Collected data entries:
────────────────────
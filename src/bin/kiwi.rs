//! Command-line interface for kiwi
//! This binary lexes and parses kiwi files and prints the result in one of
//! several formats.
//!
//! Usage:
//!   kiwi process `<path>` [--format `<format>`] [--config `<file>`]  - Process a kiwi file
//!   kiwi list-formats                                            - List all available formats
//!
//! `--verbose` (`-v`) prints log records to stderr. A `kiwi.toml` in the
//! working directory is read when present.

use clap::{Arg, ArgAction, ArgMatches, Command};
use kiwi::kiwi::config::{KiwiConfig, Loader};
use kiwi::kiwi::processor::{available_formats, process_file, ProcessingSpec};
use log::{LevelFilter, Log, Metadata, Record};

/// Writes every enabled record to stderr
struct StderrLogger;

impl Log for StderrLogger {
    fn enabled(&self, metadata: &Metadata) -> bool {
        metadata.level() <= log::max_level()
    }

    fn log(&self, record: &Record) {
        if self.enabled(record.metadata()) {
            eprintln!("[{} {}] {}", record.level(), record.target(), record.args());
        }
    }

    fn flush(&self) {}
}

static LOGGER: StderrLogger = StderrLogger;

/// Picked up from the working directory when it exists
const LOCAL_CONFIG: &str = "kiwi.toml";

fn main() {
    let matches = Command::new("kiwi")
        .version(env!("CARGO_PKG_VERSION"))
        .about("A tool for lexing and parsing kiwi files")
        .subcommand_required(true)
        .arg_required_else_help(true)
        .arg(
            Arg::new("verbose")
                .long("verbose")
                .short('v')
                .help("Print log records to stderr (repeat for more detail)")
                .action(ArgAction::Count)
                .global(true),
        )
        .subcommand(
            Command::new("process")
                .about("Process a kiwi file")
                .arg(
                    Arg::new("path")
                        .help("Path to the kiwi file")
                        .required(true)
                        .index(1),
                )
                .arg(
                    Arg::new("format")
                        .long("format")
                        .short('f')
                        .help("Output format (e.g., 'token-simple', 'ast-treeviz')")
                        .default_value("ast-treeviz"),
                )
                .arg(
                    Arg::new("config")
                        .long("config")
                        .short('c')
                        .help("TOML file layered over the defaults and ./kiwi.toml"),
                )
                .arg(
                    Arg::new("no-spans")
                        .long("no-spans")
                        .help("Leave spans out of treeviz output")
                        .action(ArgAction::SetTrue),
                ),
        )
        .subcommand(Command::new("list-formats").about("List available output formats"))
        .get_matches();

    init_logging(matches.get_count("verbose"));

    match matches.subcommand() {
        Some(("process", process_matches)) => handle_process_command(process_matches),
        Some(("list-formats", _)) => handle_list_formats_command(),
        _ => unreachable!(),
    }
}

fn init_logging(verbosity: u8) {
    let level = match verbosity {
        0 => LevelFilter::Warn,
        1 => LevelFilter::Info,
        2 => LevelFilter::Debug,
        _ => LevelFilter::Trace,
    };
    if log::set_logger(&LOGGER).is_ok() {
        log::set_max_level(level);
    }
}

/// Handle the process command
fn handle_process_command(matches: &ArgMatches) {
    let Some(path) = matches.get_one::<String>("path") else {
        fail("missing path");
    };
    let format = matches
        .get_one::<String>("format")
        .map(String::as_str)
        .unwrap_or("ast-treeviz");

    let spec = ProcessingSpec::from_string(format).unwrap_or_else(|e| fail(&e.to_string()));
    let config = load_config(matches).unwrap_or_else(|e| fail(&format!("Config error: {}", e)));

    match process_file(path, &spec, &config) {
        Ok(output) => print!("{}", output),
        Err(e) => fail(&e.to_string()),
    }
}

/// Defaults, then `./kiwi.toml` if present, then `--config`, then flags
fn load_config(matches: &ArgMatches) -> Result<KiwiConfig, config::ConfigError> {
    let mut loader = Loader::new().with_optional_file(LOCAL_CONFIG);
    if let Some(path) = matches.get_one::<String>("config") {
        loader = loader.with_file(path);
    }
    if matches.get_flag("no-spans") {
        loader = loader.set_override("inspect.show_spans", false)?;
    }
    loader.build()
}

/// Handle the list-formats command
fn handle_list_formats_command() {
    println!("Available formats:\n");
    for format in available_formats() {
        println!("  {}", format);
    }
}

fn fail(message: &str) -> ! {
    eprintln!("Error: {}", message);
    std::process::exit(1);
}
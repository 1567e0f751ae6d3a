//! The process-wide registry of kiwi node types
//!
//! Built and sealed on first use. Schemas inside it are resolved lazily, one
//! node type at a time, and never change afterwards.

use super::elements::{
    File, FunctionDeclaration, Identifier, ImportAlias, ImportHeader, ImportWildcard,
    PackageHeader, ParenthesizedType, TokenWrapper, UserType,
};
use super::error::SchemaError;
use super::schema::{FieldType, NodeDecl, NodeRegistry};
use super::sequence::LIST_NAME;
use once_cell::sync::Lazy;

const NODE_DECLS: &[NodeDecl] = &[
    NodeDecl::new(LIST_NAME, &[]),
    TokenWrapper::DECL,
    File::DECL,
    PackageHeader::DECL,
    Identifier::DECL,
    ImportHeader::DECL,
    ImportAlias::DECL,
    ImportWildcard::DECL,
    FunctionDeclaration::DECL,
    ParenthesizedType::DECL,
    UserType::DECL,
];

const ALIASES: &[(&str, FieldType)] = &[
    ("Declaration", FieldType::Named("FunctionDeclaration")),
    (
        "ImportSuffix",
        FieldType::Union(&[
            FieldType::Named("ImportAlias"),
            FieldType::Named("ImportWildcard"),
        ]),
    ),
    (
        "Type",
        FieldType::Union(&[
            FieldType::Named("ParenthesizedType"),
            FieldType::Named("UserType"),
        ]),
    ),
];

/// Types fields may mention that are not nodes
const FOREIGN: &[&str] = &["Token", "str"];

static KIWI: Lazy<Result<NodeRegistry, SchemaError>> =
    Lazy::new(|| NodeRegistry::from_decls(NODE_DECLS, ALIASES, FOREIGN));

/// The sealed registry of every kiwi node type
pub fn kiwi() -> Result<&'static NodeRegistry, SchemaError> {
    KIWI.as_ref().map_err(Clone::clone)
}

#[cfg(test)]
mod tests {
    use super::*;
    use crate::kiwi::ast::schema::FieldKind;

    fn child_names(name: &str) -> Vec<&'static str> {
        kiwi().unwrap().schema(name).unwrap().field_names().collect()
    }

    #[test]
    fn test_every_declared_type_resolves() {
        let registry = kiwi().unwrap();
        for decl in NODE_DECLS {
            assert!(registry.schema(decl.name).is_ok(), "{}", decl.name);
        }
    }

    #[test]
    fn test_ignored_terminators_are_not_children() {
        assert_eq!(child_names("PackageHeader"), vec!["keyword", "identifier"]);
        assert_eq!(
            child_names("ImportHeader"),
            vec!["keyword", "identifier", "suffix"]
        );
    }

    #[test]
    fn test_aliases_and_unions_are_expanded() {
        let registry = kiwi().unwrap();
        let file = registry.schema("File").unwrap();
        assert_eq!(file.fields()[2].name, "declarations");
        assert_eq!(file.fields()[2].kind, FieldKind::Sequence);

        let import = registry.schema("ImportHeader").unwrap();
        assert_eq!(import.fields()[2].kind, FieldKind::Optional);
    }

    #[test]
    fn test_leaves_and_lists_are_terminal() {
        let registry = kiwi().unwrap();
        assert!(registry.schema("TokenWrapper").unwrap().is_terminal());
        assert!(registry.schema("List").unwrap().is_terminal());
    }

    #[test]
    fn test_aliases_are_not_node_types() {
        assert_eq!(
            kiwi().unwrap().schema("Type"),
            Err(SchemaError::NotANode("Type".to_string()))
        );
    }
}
────────────────────
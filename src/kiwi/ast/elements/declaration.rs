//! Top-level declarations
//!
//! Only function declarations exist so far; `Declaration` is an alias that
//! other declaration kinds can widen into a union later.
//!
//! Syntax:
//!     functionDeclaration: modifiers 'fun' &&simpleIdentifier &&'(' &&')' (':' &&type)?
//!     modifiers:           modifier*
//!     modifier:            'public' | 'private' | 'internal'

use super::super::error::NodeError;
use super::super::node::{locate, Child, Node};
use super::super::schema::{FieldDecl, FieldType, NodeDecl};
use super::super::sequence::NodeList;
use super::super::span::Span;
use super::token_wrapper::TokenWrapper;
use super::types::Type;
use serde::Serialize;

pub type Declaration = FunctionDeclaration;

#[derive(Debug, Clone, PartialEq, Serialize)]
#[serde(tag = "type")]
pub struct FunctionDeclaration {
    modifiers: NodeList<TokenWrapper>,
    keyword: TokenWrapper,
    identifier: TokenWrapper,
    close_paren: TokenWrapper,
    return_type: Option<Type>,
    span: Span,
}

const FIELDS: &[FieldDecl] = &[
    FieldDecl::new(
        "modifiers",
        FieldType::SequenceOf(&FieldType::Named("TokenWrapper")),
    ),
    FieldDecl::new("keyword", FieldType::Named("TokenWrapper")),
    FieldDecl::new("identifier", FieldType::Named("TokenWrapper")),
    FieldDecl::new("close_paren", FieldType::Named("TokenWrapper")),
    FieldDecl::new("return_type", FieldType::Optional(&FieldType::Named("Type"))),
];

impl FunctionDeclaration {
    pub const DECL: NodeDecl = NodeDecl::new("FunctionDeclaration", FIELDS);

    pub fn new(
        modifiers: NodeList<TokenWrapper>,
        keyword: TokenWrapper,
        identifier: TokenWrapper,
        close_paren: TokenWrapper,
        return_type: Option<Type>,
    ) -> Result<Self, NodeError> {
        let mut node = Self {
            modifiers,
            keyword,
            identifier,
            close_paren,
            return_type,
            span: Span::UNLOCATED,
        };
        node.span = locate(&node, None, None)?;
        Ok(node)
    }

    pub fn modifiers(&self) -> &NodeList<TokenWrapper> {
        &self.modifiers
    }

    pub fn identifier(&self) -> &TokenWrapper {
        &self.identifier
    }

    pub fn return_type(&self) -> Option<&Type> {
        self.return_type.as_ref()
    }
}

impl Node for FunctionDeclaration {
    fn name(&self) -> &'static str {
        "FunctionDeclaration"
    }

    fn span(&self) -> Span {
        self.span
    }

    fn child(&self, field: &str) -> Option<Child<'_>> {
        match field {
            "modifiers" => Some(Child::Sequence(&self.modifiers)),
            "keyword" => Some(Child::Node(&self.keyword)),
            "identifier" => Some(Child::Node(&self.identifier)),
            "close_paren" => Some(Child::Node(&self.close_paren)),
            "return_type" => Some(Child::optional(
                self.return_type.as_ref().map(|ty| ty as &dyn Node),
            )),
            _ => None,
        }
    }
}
────────────────────
### [REQUIRED WORK]
Which lines run from the one holding "match process_file(path, &spec, &config)" through the one holding "if present, then" in the records above? Repeat them exactly, both included, and nothing more.

### [ANSWER SECTION]
    match process_file(path, &spec, &config) {
        Ok(output) => print!("{}", output),
        Err(e) => fail(&e.to_string()),
    }
}

/// Defaults, then `./kiwi.toml` if present, then `--config`, then flags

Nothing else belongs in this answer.